[RECORDS SHOWN — start]

//! HTTP chat transport.
//!
//! - `POST /v1/sessions/{session_id}/messages` runs one conversation turn
//! - `GET  /v1/exports/{export_id}` downloads a rendered recap, once

use std::collections::HashMap;
use std::sync::{Arc, Mutex};
use std::time::{Duration, Instant};

use axum::{
    extract::{Path, State},
    http::{header, StatusCode},
    response::{IntoResponse, Response},
    routing::{get, post},
    Json, Router,
};
use cotation_core::audit::{AuditContext, AuditEvent, AuditRecord, AuditSink};
use cotation_core::flows::messages;
use cotation_core::flows::sessions::lock;
use cotation_core::recap::{RecapRenderer, RenderedDocument};
use cotation_core::{ApplicationError, DomainError, InterfaceError, QuoteEngine, SessionStore};
use serde::{Deserialize, Serialize};
use tokio::task::JoinHandle;
use tracing::{error, info};
use uuid::Uuid;

const MAX_SESSION_ID_LEN: usize = 128;
const HOUSEKEEPING_PERIOD: Duration = Duration::from_secs(60);

#[derive(Clone)]
pub struct ChatState {
    pub engine: QuoteEngine,
    pub sessions: Arc<SessionStore>,
    pub exports: Arc<ExportStore>,
    pub renderer: Arc<dyn RecapRenderer>,
    pub audit: Arc<dyn AuditSink>,
}

struct PendingExport {
    document: RenderedDocument,
    created_at: Instant,
}

/// Rendered recaps waiting to be downloaded. Each document is handed out once,
/// expires after the retention period, and the oldest is dropped when the
/// store is full.
pub struct ExportStore {
    documents: Mutex<HashMap<String, PendingExport>>,
    retention: Duration,
    capacity: usize,
}

impl ExportStore {
    pub fn new(retention: Duration, capacity: usize) -> Self {
        Self { documents: Mutex::new(HashMap::new()), retention, capacity: capacity.max(1) }
    }

    pub fn insert(&self, document: RenderedDocument) -> String {
        self.insert_at(document, Instant::now())
    }

    fn insert_at(&self, document: RenderedDocument, now: Instant) -> String {
        let id = Uuid::new_v4().simple().to_string();
        let mut documents = lock(&self.documents);
        documents.retain(|_, pending| !self.is_expired(pending, now));
        while documents.len() >= self.capacity {
            let oldest = documents
                .iter()
                .min_by_key(|(_, pending)| pending.created_at)
                .map(|(id, _)| id.clone());
            match oldest {
                Some(oldest) => documents.remove(&oldest),
                None => break,
            };
        }
        documents.insert(id.clone(), PendingExport { document, created_at: now });
        id
    }

    pub fn take(&self, id: &str) -> Option<RenderedDocument> {
        let now = Instant::now();
        let pending = lock(&self.documents).remove(id)?;
        (!self.is_expired(&pending, now)).then_some(pending.document)
    }

    /// Drops expired exports. Returns how many were removed.
    pub fn sweep(&self, now: Instant) -> usize {
        let mut documents = lock(&self.documents);
        let before = documents.len();
        documents.retain(|_, pending| !self.is_expired(pending, now));
        before - documents.len()
    }

    pub fn len(&self) -> usize {
        lock(&self.documents).len()
    }

    fn is_expired(&self, pending: &PendingExport, now: Instant) -> bool {
        now.saturating_duration_since(pending.created_at) >= self.retention
    }
}

/// Periodically evicts idle sessions and expired exports.
pub fn spawn_housekeeping(
    sessions: Arc<SessionStore>,
    exports: Arc<ExportStore>,
) -> JoinHandle<()> {
    tokio::spawn(async move {
        let mut ticker = tokio::time::interval(HOUSEKEEPING_PERIOD);
        loop {
            ticker.tick().await;
            let now = Instant::now();
            let sessions_evicted = sessions.evict_idle(now);
            let exports_expired = exports.sweep(now);
            if sessions_evicted > 0 || exports_expired > 0 {
                info!(
                    event_name = "system.housekeeping",
                    correlation_id = "housekeeping",
                    sessions_evicted,
                    exports_expired,
                    "evicted idle state"
                );
            }
        }
    })
}

#[derive(Debug, Deserialize)]
pub struct MessageRequest {
    pub text: String,
}

#[derive(Debug, Serialize)]
pub struct MessageResponse {
    pub session_id: String,
    pub messages: Vec<String>,
    #[serde(skip_serializing_if = "Option::is_none")]
    pub export: Option<ExportLink>,
}

#[derive(Debug, Serialize)]
pub struct ExportLink {
    pub id: String,
    pub download_url: String,
    pub content_type: String,
    pub file_name: String,
}

#[derive(Debug, Serialize)]
pub struct ErrorBody {
    pub error: String,
    pub correlation_id: String,
}

#[derive(Debug)]
pub struct ApiError(pub InterfaceError);

impl IntoResponse for ApiError {
    fn into_response(self) -> Response {
        let status = match &self.0 {
            InterfaceError::BadRequest { .. } => StatusCode::BAD_REQUEST,
            InterfaceError::NotFound { .. } => StatusCode::NOT_FOUND,
            InterfaceError::ServiceUnavailable { .. } => StatusCode::SERVICE_UNAVAILABLE,
            InterfaceError::Internal { .. } => StatusCode::INTERNAL_SERVER_ERROR,
        };
        let body = ErrorBody {
            error: self.0.user_message().to_owned(),
            correlation_id: self.0.correlation_id().to_owned(),
        };
        (status, Json(body)).into_response()
    }
}

fn reject(error: impl Into<ApplicationError>, correlation_id: &str) -> ApiError {
    ApiError(error.into().into_interface(correlation_id))
}

pub fn router(state: ChatState) -> Router {
    Router::new()
        .route("/v1/sessions/{session_id}/messages", post(post_message))
        .route("/v1/exports/{export_id}", get(download_export))
        .with_state(state)
}

fn validate_session_id(session_id: &str) -> Result<(), DomainError> {
    let valid_chars = session_id
        .chars()
        .all(|ch| ch.is_ascii_alphanumeric() || matches!(ch, '-' | '_' | ':' | '.'));
    if session_id.is_empty() || session_id.len() > MAX_SESSION_ID_LEN || !valid_chars {
        return Err(DomainError::InvalidSessionId(session_id.to_owned()));
    }
    Ok(())
}

async fn post_message(
    Path(session_id): Path<String>,
    State(state): State<ChatState>,
    Json(body): Json<MessageRequest>,
) -> Result<Json<MessageResponse>, ApiError> {
    let correlation_id = Uuid::new_v4().to_string();
    validate_session_id(&session_id).map_err(|error| reject(error, &correlation_id))?;
    if body.text.trim().is_empty() {
        return Err(reject(DomainError::EmptyMessage, &correlation_id));
    }

    let audit = AuditContext::new(session_id.clone(), correlation_id.clone());
    state.audit.record(AuditRecord::new(
        &audit,
        AuditEvent::MessageReceived { chars: body.text.chars().count() },
    ));

    let output = {
        let session = state.sessions.session(&session_id);
        let mut session = lock(&session);
        state.engine.handle_turn_with_audit(&mut session, &body.text, state.audit.as_ref(), &audit)
    };

    let mut replies = output.messages;
    let mut export = None;
    if let Some(recap) = output.export {
        match state.renderer.render(&recap).await {
            Ok(document) => {
                let content_type = document.content_type.clone();
                let file_name = document.file_name.clone();
                let id = state.exports.insert(document);
                state.audit.record(AuditRecord::new(
                    &audit,
                    AuditEvent::ExportRendered {
                        product: recap.product,
                        export_id: id.clone(),
                        content_type: content_type.clone(),
                    },
                ));
                export = Some(ExportLink {
                    download_url: format!("/v1/exports/{id}"),
                    id,
                    content_type,
                    file_name,
                });
            }
            Err(render_error) => {
                error!(
                    event_name = "export.render_failed",
                    correlation_id = %correlation_id,
                    session_id = %session_id,
                    error = %render_error,
                    "recap rendering failed"
                );
                state.audit.record(AuditRecord::new(
                    &audit,
                    AuditEvent::ExportFailed {
                        product: recap.product,
                        error: render_error.to_string(),
                    },
                ));
                let session = state.sessions.session(&session_id);
                let rearmed = lock(&session).rearm_export(recap);
                drop(session);
                if !rearmed {
                    state.sessions.release(&session_id);
                    return Err(reject(render_error, &correlation_id));
                }
                replies = vec![messages::EXPORT_FAILED.to_owned()];
            }
        }
    }

    state.sessions.release(&session_id);
    Ok(Json(MessageResponse { session_id, messages: replies, export }))
}

async fn download_export(
    Path(export_id): Path<String>,
    State(state): State<ChatState>,
) -> Result<Response, ApiError> {
    let correlation_id = Uuid::new_v4().to_string();
    let document = state.exports.take(&export_id).ok_or_else(|| {
        reject(ApplicationError::NotFound(format!("export {export_id}")), &correlation_id)
    })?;

    info!(
        event_name = "export.downloaded",
        correlation_id = %correlation_id,
        export_id = %export_id,
        size = document.bytes.len(),
        "recap export downloaded"
    );

    let disposition = format!("attachment; filename=\"{}\"", document.file_name);
    let headers =
        [(header::CONTENT_TYPE, document.content_type), (header::CONTENT_DISPOSITION, disposition)];
    Ok((headers, document.bytes).into_response())
}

[RECORDS SHOWN — finish]

Report every line of the data above that contains the string "time" by copying it in full.

- _ANSWER FOR THIS EXERCISE_
use std::time::{Duration, Instant};
        let mut ticker = tokio::time::interval(HOUSEKEEPING_PERIOD);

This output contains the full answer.